I can’t help thinking of Ruth as I pray.   Persecution now wears a familiar face.  Ruth’s sweet face and her struggle with daily fear inspires me to continue to pray for all the Ruth’s in all the persecuted churches in the Middle East.  And the memory of the early Christians finding hope in the pictures in their darkened catacombs makes me wonder anew how it is that art intersects suffering.

What it was about the art in those early Christian catacombs that gave hope in the midst of intense persecution?  Was it the quality of the artwork?  Certainly not.  From all accounts, it was quite simple.  Was it the serenity the family felt while visiting, sometimes even having picnics underground in order to be near those they loved once again?  Perhaps.  But I have another idea.  I tend to think that art has a way of causing us to see our own lives differently.  The best art wakes us up to reality, sometimes enabling us to see with our hearts what remains hidden to our physical eyes.  Early Christians needed a different perspective.
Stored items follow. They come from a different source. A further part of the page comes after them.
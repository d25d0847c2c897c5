//! Directory traversal for directory backups.
//!
//! Collects every entry below a root together with its path relative to
//! that root. Unreadable entries are counted and logged instead of aborting
//! the walk, since a partial backup is still worth keeping.

use std::path::{Path, PathBuf};
use tracing::warn;
use walkdir::{DirEntry, WalkDir};

/// Information about an entry discovered during walking
#[derive(Debug, Clone)]
pub struct FileInfo {
    /// Full path to the entry
    pub path: PathBuf,

    /// Relative path from the root
    pub relative_path: PathBuf,

    /// File size in bytes (0 for directories)
    pub size: u64,

    /// Is this a directory?
    pub is_dir: bool,

    /// Is this a symlink?
    pub is_symlink: bool,
}

impl FileInfo {
    /// Create FileInfo from a DirEntry.
    /// Symlinks are resolved so a link to a file is backed up as that file.
    /// Returns None for links to directories and broken links.
    fn from_entry(entry: &DirEntry, root: &Path) -> std::io::Result<Option<Self>> {
        let path = entry.path().to_path_buf();
        let relative_path = path.strip_prefix(root).unwrap_or(&path).to_path_buf();
        let is_symlink = entry.path_is_symlink();

        let (size, is_dir) = if is_symlink {
            match std::fs::metadata(&path) {
                Ok(resolved) if resolved.is_dir() => return Ok(None),
                Ok(resolved) => (resolved.len(), false),
                Err(_) => return Ok(None),
            }
        } else {
            let metadata = entry.metadata()?;
            let is_dir = metadata.is_dir();
            (if is_dir { 0 } else { metadata.len() }, is_dir)
        };

        Ok(Some(Self {
            path,
            relative_path,
            size,
            is_dir,
            is_symlink,
        }))
    }
}

/// Everything found below a root.
#[derive(Debug, Default)]
pub struct WalkResult {
    /// Directories and files, parents before children
    pub entries: Vec<FileInfo>,

    /// Entries that could not be read
    pub skipped: usize,
}

impl WalkResult {
    pub fn files(&self) -> impl Iterator<Item = &FileInfo> {
        self.entries.iter().filter(|e| !e.is_dir)
    }

    pub fn dirs(&self) -> impl Iterator<Item = &FileInfo> {
        self.entries.iter().filter(|e| e.is_dir)
    }

    /// Bytes across all files.
    pub fn total_size(&self) -> u64 {
        self.files().map(|f| f.size).sum()
    }
}

/// Walk the tree below `root` (the root itself is not included).
///
/// # Example
/// ```no_run
/// use fm24_real::fs::walker::walk_tree;
/// use std::path::Path;
///
/// let tree = walk_tree(Path::new("/data"));
/// println!("Found {} files", tree.files().count());
/// ```
pub fn walk_tree(root: &Path) -> WalkResult {
    let mut result = WalkResult::default();

    for entry in WalkDir::new(root).min_depth(1).follow_links(false) {
        let entry = match entry {
            Ok(entry) => entry,
            Err(e) => {
                warn!("Cannot read entry below {}: {}", root.display(), e);
                result.skipped += 1;
                continue;
            }
        };

        match FileInfo::from_entry(&entry, root) {
            Ok(Some(info)) => result.entries.push(info),
            Ok(None) => {}
            Err(e) => {
                warn!("Cannot stat {}: {}", entry.path().display(), e);
                result.skipped += 1;
            }
        }
    }

    result
}
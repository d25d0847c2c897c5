//! fm24-real - Main entry point

use anyhow::Result;
use clap::{CommandFactory, Parser};
use fm24_real::cli::{self, Action, AssumeYes, Context, Prompt, StdinPrompt};
use fm24_real::{config, utils, Config, ToolError};
use std::path::PathBuf;
use std::process::ExitCode;

#[derive(Parser, Debug)]
#[command(name = "fm24-real", author, version, about, long_about = None)]
struct Args {
    /// Check whether the licence files are still present
    #[arg(short, long)]
    check: bool,

    /// Back up and delete the licence files
    #[arg(short, long)]
    apply: bool,

    /// Re-apply after a game update restored the files
    #[arg(short, long)]
    update: bool,

    /// Write the default config file
    #[arg(short, long)]
    init: bool,

    /// Path to configuration file (default: ~/.config/fm24-real/config.toml)
    #[arg(long, value_name = "FILE")]
    config: Option<PathBuf>,

    /// Database directory to use instead of searching (.../data/database/db)
    #[arg(short, long, value_name = "DIR")]
    path: Option<PathBuf>,

    /// Answer yes to every confirmation
    #[arg(short = 'y', long)]
    yes: bool,

    /// Log level (trace, debug, info, warn, error)
    #[arg(short, long)]
    log_level: Option<String>,
}

fn main() -> ExitCode {
    let args = Args::parse();

    match run(args) {
        Ok(()) => ExitCode::SUCCESS,
        Err(e) => {
            eprintln!("error: {:#}", e);
            if matches!(
                e.downcast_ref::<ToolError>(),
                Some(ToolError::Config(_) | ToolError::TomlDe(_))
            ) {
                eprintln!("hint: 'fm24-real --init' writes a default config file");
            }
            ExitCode::FAILURE
        }
    }
}

fn run(args: Args) -> Result<()> {
    let Some(action) = Action::select(args.init, args.check, args.apply, args.update) else {
        Args::command().print_help()?;
        return Ok(());
    };

    let config_path = args.config.clone().unwrap_or_else(config::default_config_path);
    let mut prompt: Box<dyn Prompt> = if args.yes {
        Box::new(AssumeYes)
    } else {
        Box::new(StdinPrompt)
    };
    let mut stdout = std::io::stdout();

    if action == Action::Init {
        utils::logger::init(args.log_level.as_deref().unwrap_or("warn"))?;
        cli::init(&config_path, &mut stdout, prompt.as_mut())?;
        return Ok(());
    }

    let config = Config::load_or_default(&config_path)?;

    // Initialize logging
    let log_level = args.log_level.as_deref().unwrap_or(&config.log.level);
    utils::logger::init(log_level)?;

    tracing::info!(
        "Starting fm24-real v{} (config: {})",
        env!("CARGO_PKG_VERSION"),
        config_path.display()
    );

    let ctx = Context::new(&config, args.path.as_deref());
    if action == Action::Check {
        cli::check(&ctx, &mut stdout)?;
    } else if action == Action::Apply {
        cli::apply(&ctx, &mut stdout, prompt.as_mut())?;
    } else {
        cli::update(&ctx, &mut stdout, prompt.as_mut())?;
    }

    Ok(())
}
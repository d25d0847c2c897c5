//! Steam library discovery.
//!
//! Steam records every library folder in `steamapps/libraryfolders.vdf`:
//!
//! ```text
//! "libraryfolders"
//! {
//!     "0"
//!     {
//!         "path"      "C:\\Program Files (x86)\\Steam"
//!         ...
//! ```
//!
//! Only the `"path"` values are needed, so the file is scanned line by line
//! instead of being parsed as a full KeyValues document.

use super::{platform_matches, FM_FOLDER};
use crate::config::FM_DB_SUFFIX;
use std::path::{Path, PathBuf};

/// Extract every library `"path"` value from a `libraryfolders.vdf` body.
pub fn parse_library_folders(content: &str) -> Vec<PathBuf> {
    let mut paths: Vec<PathBuf> = Vec::new();

    for line in content.lines() {
        let mut parts = line.trim().split('"').filter(|part| !part.trim().is_empty());
        if parts.next() != Some("path") {
            continue;
        }
        let Some(value) = parts.next() else {
            continue;
        };

        let path = PathBuf::from(value.replace("\\\\", "\\"));
        if !paths.contains(&path) {
            paths.push(path);
        }
    }

    paths
}

fn default_steam_roots(platform: &str, home: &Path) -> Vec<PathBuf> {
    if platform_matches("windows", platform) {
        vec![
            PathBuf::from(r"C:\Program Files (x86)\Steam"),
            PathBuf::from(r"C:\Program Files\Steam"),
        ]
    } else if platform_matches("macos", platform) {
        vec![home.join("Library/Application Support/Steam")]
    } else {
        Vec::new()
    }
}

/// Existing Steam library roots for a platform.
pub fn library_roots(platform: &str, home: &Path) -> Vec<PathBuf> {
    library_roots_from(&default_steam_roots(platform, home))
}

/// Libraries listed in each root's `steamapps/libraryfolders.vdf` first,
/// then the Steam roots themselves. Only existing directories are kept.
pub fn library_roots_from(steam_roots: &[PathBuf]) -> Vec<PathBuf> {
    let mut roots: Vec<PathBuf> = Vec::new();

    for steam_root in steam_roots {
        let vdf = steam_root.join("steamapps/libraryfolders.vdf");
        match std::fs::read_to_string(&vdf) {
            Ok(content) => {
                for library in parse_library_folders(&content) {
                    if !roots.contains(&library) {
                        roots.push(library);
                    }
                }
            }
            Err(e) => tracing::debug!("No Steam library file at {}: {}", vdf.display(), e),
        }
    }

    for root in steam_roots {
        if !roots.contains(root) {
            roots.push(root.clone());
        }
    }

    roots.retain(|root| root.exists());
    roots
}

/// Database directories the game may use inside a Steam library.
pub fn install_subpaths(platform: &str, library_root: &Path) -> Vec<PathBuf> {
    let game_dir = library_root.join("steamapps/common").join(FM_FOLDER);
    let mut paths = vec![game_dir.join(FM_DB_SUFFIX)];

    // Some macOS builds ship the database as database/data/db.
    if platform_matches("macos", platform) {
        paths.push(game_dir.join("database/data/db"));
    }

    paths
}
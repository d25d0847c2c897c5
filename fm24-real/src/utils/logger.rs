//! Logging configuration using tracing.

use tracing_subscriber::{layer::SubscriberExt, util::SubscriberInitExt, EnvFilter};

/// Initialize logging with the specified level.
///
/// Log lines go to stderr so they never interleave with the report on stdout.
pub fn init(level: &str) -> anyhow::Result<()> {
    let filter = EnvFilter::try_from_default_env()
        .or_else(|_| EnvFilter::try_new(level))
        .unwrap_or_else(|_| EnvFilter::new("info"));

    tracing_subscriber::registry()
        .with(filter)
        .with(
            tracing_subscriber::fmt::layer()
                .with_writer(std::io::stderr)
                .with_target(false),
        )
        .try_init()?;

    Ok(())
}
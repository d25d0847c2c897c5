//! Installation discovery.
//!
//! The game keeps its database in `.../data/database/db/<version>`, where
//! `<version>` is an integer-named folder such as `2400` or `2440`. A base
//! path only counts as an installation when it holds at least one such
//! folder; a base that exists but has none is skipped, not reported.
//!
//! Discovery order:
//! 1. the `--path` override (must exist, no fallback)
//! 2. configured candidates for the current platform, first match wins
//! 3. well-known install locations for the platform
//! 4. Steam libraries listed in `libraryfolders.vdf`

pub mod steam;

use crate::config::{home_dir, InstallPath, FM_DB_SUFFIX};
use crate::utils::errors::{Result, ToolError};
use std::fmt;
use std::path::{Path, PathBuf};
use tracing::{debug, info};

/// Install folder name used by Steam and the macOS App Store build.
pub const FM_FOLDER: &str = "Football Manager 2024";

/// How a [`ResolvedBase`] was found.
#[derive(Debug, Clone, PartialEq, Eq)]
pub enum BaseSource {
    Override,
    Candidate { name: String, description: String },
    WellKnown,
    SteamLibrary,
}

impl fmt::Display for BaseSource {
    fn fmt(&self, f: &mut fmt::Formatter<'_>) -> fmt::Result {
        match self {
            BaseSource::Override => write!(f, "--path"),
            BaseSource::Candidate { name, description } if description.is_empty() => {
                write!(f, "{}", name)
            }
            BaseSource::Candidate { name, description } => write!(f, "{} ({})", description, name),
            BaseSource::WellKnown => write!(f, "auto-scan"),
            BaseSource::SteamLibrary => write!(f, "Steam library"),
        }
    }
}

/// The versioned database directory used for this run.
#[derive(Debug, Clone, PartialEq, Eq)]
pub struct ResolvedBase {
    install_root: PathBuf,
    version: u64,
    path: PathBuf,
    source: BaseSource,
}

impl ResolvedBase {
    /// Pick the highest version folder below `install_root`.
    pub fn from_install_root(install_root: &Path, source: BaseSource) -> Result<Self> {
        let (version, name) = latest_version_folder(install_root)?;
        Ok(Self {
            install_root: install_root.to_path_buf(),
            version,
            path: install_root.join(name),
            source,
        })
    }

    /// `<install_root>/<version>`
    pub fn path(&self) -> &Path {
        &self.path
    }

    pub fn install_root(&self) -> &Path {
        &self.install_root
    }

    pub fn version(&self) -> u64 {
        self.version
    }

    pub fn source(&self) -> &BaseSource {
        &self.source
    }

    pub fn join(&self, relative: impl AsRef<Path>) -> PathBuf {
        self.path.join(relative)
    }
}

/// Return the numerically largest all-digit subdirectory of `base`.
///
/// Names that tie numerically (`0100` and `100`) are ordered by name so the
/// choice does not depend on directory listing order.
pub fn latest_version_folder(base: &Path) -> Result<(u64, String)> {
    let mut latest: Option<(u64, String)> = None;

    for entry in std::fs::read_dir(base)? {
        let entry = entry?;
        if !entry.file_type()?.is_dir() {
            continue;
        }
        let Some(name) = entry.file_name().to_str().map(str::to_owned) else {
            continue;
        };
        let Some(version) = parse_version(&name) else {
            continue;
        };

        let candidate = (version, name);
        if latest.as_ref().map_or(true, |current| candidate > *current) {
            latest = Some(candidate);
        }
    }

    latest.ok_or_else(|| ToolError::NoVersionFolder(base.to_path_buf()))
}

fn parse_version(name: &str) -> Option<u64> {
    if name.is_empty() || !name.bytes().all(|b| b.is_ascii_digit()) {
        return None;
    }
    name.parse().ok()
}

/// True when a configured platform tag refers to `platform`.
///
/// Tags are compared case-insensitively and `darwin` is treated as `macos`.
pub fn platform_matches(tag: &str, platform: &str) -> bool {
    fn normalize(tag: &str) -> String {
        let tag = tag.trim().to_ascii_lowercase();
        if tag == "darwin" {
            "macos".to_string()
        } else {
            tag
        }
    }
    normalize(tag) == normalize(platform)
}

/// Finds the database directory for one platform.
#[derive(Debug, Clone)]
pub struct Locator {
    platform: String,
    home: PathBuf,
}

impl Locator {
    pub fn new(platform: impl Into<String>, home: impl Into<PathBuf>) -> Self {
        Self {
            platform: platform.into(),
            home: home.into(),
        }
    }

    /// Locator for the running OS and the current user's home.
    pub fn for_current_system() -> Self {
        Self::new(std::env::consts::OS, home_dir())
    }

    pub fn platform(&self) -> &str {
        &self.platform
    }

    /// Resolve the versioned database directory.
    pub fn resolve(
        &self,
        candidates: &[InstallPath],
        override_path: Option<&Path>,
    ) -> Result<ResolvedBase> {
        if let Some(path) = override_path {
            if !path.exists() {
                return Err(ToolError::PathNotFound(path.to_path_buf()));
            }
            let resolved = ResolvedBase::from_install_root(path, BaseSource::Override)?;
            info!("Using custom path {}", resolved.path().display());
            return Ok(resolved);
        }

        for candidate in candidates
            .iter()
            .filter(|c| platform_matches(&c.platform, &self.platform))
        {
            if !candidate.path.exists() {
                continue;
            }
            let source = BaseSource::Candidate {
                name: candidate.name.clone(),
                description: candidate.description.clone(),
            };
            match ResolvedBase::from_install_root(&candidate.path, source) {
                Ok(resolved) => {
                    info!("Detected {}", resolved.source());
                    return Ok(resolved);
                }
                Err(e) => debug!("Skipping candidate {}: {}", candidate.name, e),
            }
        }

        info!("No configured path matched, scanning well-known locations");
        self.scan()
    }

    /// Fallback discovery over hard-coded locations and Steam libraries.
    fn scan(&self) -> Result<ResolvedBase> {
        let well_known = self
            .well_known_locations()
            .into_iter()
            .map(|path| (path, BaseSource::WellKnown));
        let steam = steam::library_roots(&self.platform, &self.home)
            .into_iter()
            .flat_map(|root| steam::install_subpaths(&self.platform, &root))
            .map(|path| (path, BaseSource::SteamLibrary));

        for (path, source) in well_known.chain(steam) {
            if !path.exists() {
                continue;
            }
            match ResolvedBase::from_install_root(&path, source) {
                Ok(resolved) => {
                    info!("Auto-detected {}", path.display());
                    return Ok(resolved);
                }
                Err(e) => debug!("Skipping {}: {}", path.display(), e),
            }
        }

        Err(ToolError::InstallationNotFound)
    }

    /// Common install locations, most likely first.
    pub fn well_known_locations(&self) -> Vec<PathBuf> {
        if platform_matches("windows", &self.platform) {
            [
                r"C:\Program Files (x86)\Steam\steamapps\common\Football Manager 2024",
                r"C:\Program Files\Steam\steamapps\common\Football Manager 2024",
                r"C:\Program Files\Epic Games\Football Manager 2024",
                r"C:\Program Files\Epic Games\FootballManager2024",
                r"C:\XboxGames\Football Manager 2024\Content",
                r"D:\SteamLibrary\steamapps\common\Football Manager 2024",
                r"E:\SteamLibrary\steamapps\common\Football Manager 2024",
                r"F:\SteamLibrary\steamapps\common\Football Manager 2024",
            ]
            .iter()
            .map(|root| PathBuf::from(format!(r"{}\data\database\db", root)))
            .collect()
        } else if platform_matches("macos", &self.platform) {
            let support = self.home.join("Library/Application Support");
            let steam_game = support.join("Steam/steamapps/common").join(FM_FOLDER);
            vec![
                steam_game.join(FM_DB_SUFFIX),
                support
                    .join("Sports Interactive")
                    .join(FM_FOLDER)
                    .join(FM_DB_SUFFIX),
                PathBuf::from("/Users/Shared/Epic Games/FootballManager2024").join(FM_DB_SUFFIX),
                steam_game.join("database/data/db"),
            ]
        } else {
            Vec::new()
        }
    }
}

#[cfg(test)]
mod tests {
    use super::*;
    use std::fs;
    use tempfile::TempDir;

    fn candidate(name: &str, path: &Path, platform: &str) -> InstallPath {
        InstallPath {
            name: name.to_string(),
            path: path.to_path_buf(),
            platform: platform.to_string(),
            description: String::new(),
        }
    }

    fn make_versions(base: &Path, versions: &[&str]) -> std::io::Result<()> {
        for version in versions {
            fs::create_dir_all(base.join(version))?;
        }
        Ok(())
    }

    #[test]
    fn test_version_folder_is_numeric_max() -> Result<()> {
        let temp_dir = TempDir::new()?;
        make_versions(temp_dir.path(), &["10", "9", "100"])?;

        let (version, name) = latest_version_folder(temp_dir.path())?;
        assert_eq!(version, 100);
        assert_eq!(name, "100");
        Ok(())
    }

    #[test]
    fn test_version_folder_ignores_non_numeric() -> Result<()> {
        let temp_dir = TempDir::new()?;
        make_versions(temp_dir.path(), &["2400", "2440_old", "-1", "+5", "backup"])?;
        fs::write(temp_dir.path().join("9999"), b"a file, not a folder")?;

        let (version, _) = latest_version_folder(temp_dir.path())?;
        assert_eq!(version, 2400);
        Ok(())
    }

    #[test]
    fn test_no_version_folder() -> Result<()> {
        let temp_dir = TempDir::new()?;
        make_versions(temp_dir.path(), &["lnc", "dbc"])?;

        assert!(matches!(
            latest_version_folder(temp_dir.path()),
            Err(ToolError::NoVersionFolder(_))
        ));
        Ok(())
    }

    #[test]
    fn test_platform_matches() {
        assert!(platform_matches("darwin", "macos"));
        assert!(platform_matches("MacOS", "darwin"));
        assert!(platform_matches("windows", "windows"));
        assert!(!platform_matches("windows", "linux"));
    }

    #[test]
    fn test_override_must_exist() -> Result<()> {
        let temp_dir = TempDir::new()?;
        let good = temp_dir.path().join("good");
        make_versions(&good, &["2400"])?;

        let locator = Locator::new("linux", temp_dir.path());
        let result = locator.resolve(
            &[candidate("good", &good, "linux")],
            Some(&temp_dir.path().join("missing")),
        );
        assert!(matches!(result, Err(ToolError::PathNotFound(_))));
        Ok(())
    }

    #[test]
    fn test_override_without_version_is_fatal() -> Result<()> {
        let temp_dir = TempDir::new()?;
        let locator = Locator::new("linux", temp_dir.path());
        let result = locator.resolve(&[], Some(temp_dir.path()));
        assert!(matches!(result, Err(ToolError::NoVersionFolder(_))));
        Ok(())
    }

    #[test]
    fn test_override_resolves_latest_version() -> Result<()> {
        let temp_dir = TempDir::new()?;
        make_versions(temp_dir.path(), &["2400", "2410"])?;

        let locator = Locator::new("linux", temp_dir.path());
        let resolved = locator.resolve(&[], Some(temp_dir.path()))?;
        assert_eq!(resolved.path(), temp_dir.path().join("2410"));
        assert_eq!(resolved.version(), 2410);
        assert_eq!(resolved.source(), &BaseSource::Override);
        Ok(())
    }

    #[test]
    fn test_first_matching_candidate_wins() -> Result<()> {
        let temp_dir = TempDir::new()?;
        let other_platform = temp_dir.path().join("win");
        let empty = temp_dir.path().join("empty");
        let first = temp_dir.path().join("first");
        let second = temp_dir.path().join("second");
        make_versions(&other_platform, &["9999"])?;
        fs::create_dir_all(&empty)?;
        make_versions(&first, &["2400", "2430"])?;
        make_versions(&second, &["2500"])?;

        let candidates = vec![
            candidate("win", &other_platform, "windows"),
            candidate("missing", &temp_dir.path().join("missing"), "linux"),
            candidate("empty", &empty, "linux"),
            candidate("first", &first, "linux"),
            candidate("second", &second, "linux"),
        ];

        let locator = Locator::new("linux", temp_dir.path());
        let resolved = locator.resolve(&candidates, None)?;
        assert_eq!(resolved.path(), first.join("2430"));
        assert!(matches!(
            resolved.source(),
            BaseSource::Candidate { name, .. } if name == "first"
        ));
        Ok(())
    }

    #[test]
    fn test_nothing_found() -> Result<()> {
        let temp_dir = TempDir::new()?;
        let empty = temp_dir.path().join("empty");
        fs::create_dir_all(&empty)?;

        let locator = Locator::new("linux", temp_dir.path());
        let result = locator.resolve(&[candidate("empty", &empty, "linux")], None);
        assert!(matches!(result, Err(ToolError::InstallationNotFound)));
        Ok(())
    }

    #[test]
    fn test_falls_back_to_well_known_macos_location() -> Result<()> {
        let home = TempDir::new()?;
        let app_store = home
            .path()
            .join("Library/Application Support/Sports Interactive/Football Manager 2024/data/database/db");
        make_versions(&app_store, &["2400"])?;

        let locator = Locator::new("macos", home.path());
        let resolved = locator.resolve(&[], None)?;
        assert_eq!(resolved.path(), app_store.join("2400"));
        assert_eq!(resolved.source(), &BaseSource::WellKnown);
        Ok(())
    }

    #[test]
    fn test_falls_back_to_steam_library() -> Result<()> {
        let home = TempDir::new()?;
        let library = TempDir::new()?;

        let steamapps = home.path().join("Library/Application Support/Steam/steamapps");
        fs::create_dir_all(&steamapps)?;
        fs::write(
            steamapps.join("libraryfolders.vdf"),
            format!("\"path\"\t\t\"{}\"\n", library.path().display()),
        )?;

        let db = library
            .path()
            .join("steamapps/common/Football Manager 2024/data/database/db");
        make_versions(&db, &["2400", "2410"])?;

        let locator = Locator::new("darwin", home.path());
        let resolved = locator.resolve(&[], None)?;
        assert_eq!(resolved.path(), db.join("2410"));
        assert_eq!(resolved.source(), &BaseSource::SteamLibrary);
        Ok(())
    }

    #[test]
    fn test_well_known_windows_locations() {
        let locator = Locator::new("windows", "/unused");
        let paths = locator.well_known_locations();
        assert_eq!(paths.len(), 8);
        assert!(paths[0]
            .to_string_lossy()
            .ends_with(r"Football Manager 2024\data\database\db"));
        assert!(Locator::new("linux", "/unused").well_known_locations().is_empty());
    }
}
//! Read-only check of which targets are still present.

use crate::locator::ResolvedBase;
use crate::manifest::{PatternScan, TargetEntry};
use crate::utils::errors::Result;
use std::fs;
use std::path::PathBuf;

#[derive(Debug, Clone, PartialEq, Eq)]
pub struct EntryStatus {
    pub description: String,
    pub path: PathBuf,
    pub present: bool,
    /// Child count for directory-contents entries that exist
    pub children: Option<usize>,
}

#[derive(Debug, Clone)]
pub struct ExistenceReport {
    pub entries: Vec<EntryStatus>,
    pub scan_description: String,
    /// Pattern-scan matches still on disk
    pub leftovers: Vec<PathBuf>,
}

impl ExistenceReport {
    /// Present manifest entries plus leftover pattern matches.
    pub fn present_count(&self) -> usize {
        self.entries.iter().filter(|e| e.present).count() + self.leftovers.len()
    }

    /// Manifest entries already removed or emptied.
    pub fn cleared_count(&self) -> usize {
        self.entries.iter().filter(|e| !e.present).count()
    }

    /// True when nothing is left to remove.
    pub fn is_applied(&self) -> bool {
        self.present_count() == 0
    }
}

/// Report which targets exist without touching anything.
///
/// A directory-contents entry is present only when the directory has at
/// least one child; an empty or missing directory counts as cleared.
pub fn inspect(
    base: &ResolvedBase,
    manifest: &[TargetEntry],
    scan: &PatternScan,
) -> Result<ExistenceReport> {
    let mut entries = Vec::with_capacity(manifest.len());

    for entry in manifest {
        let path = entry.full_path(base.path());
        let (present, children) = if entry.clears_contents() {
            if path.is_dir() {
                let count = fs::read_dir(&path)?.count();
                (count > 0, Some(count))
            } else {
                (false, None)
            }
        } else {
            (fs::symlink_metadata(&path).is_ok(), None)
        };

        entries.push(EntryStatus {
            description: entry.description.to_string(),
            path,
            present,
            children,
        });
    }

    Ok(ExistenceReport {
        entries,
        scan_description: scan.description.clone(),
        leftovers: scan.find_matches(base.path())?,
    })
}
In their above-ground world, they were surrounded by sorrow, persecution and death, but their temporary sojourns in the caverns revealed two things.  The pictures revealed a world outside of time, one filled with light and life and promise of deliverance.  And the images reminded the sufferers of the Savior’s gentle embrace at a time when a gentle embrace from one who had suffered to the point of death but rose victorious after the suffering was exactly what these saints needed to give them hope to carry through.

May we continue to pray for those in our own world who need hope.  And maybe, just maybe, it will be our prayers or our pictures of deliverance shared in ways we can’t even begin to imagine that will provide hope for these dear brothers and sisters in Christ who need to see beyond the strictures of a world in which to be a Christian spells sure and certain doom.  May we, as faithful pray-ers, be used by God to light the darkness of their way.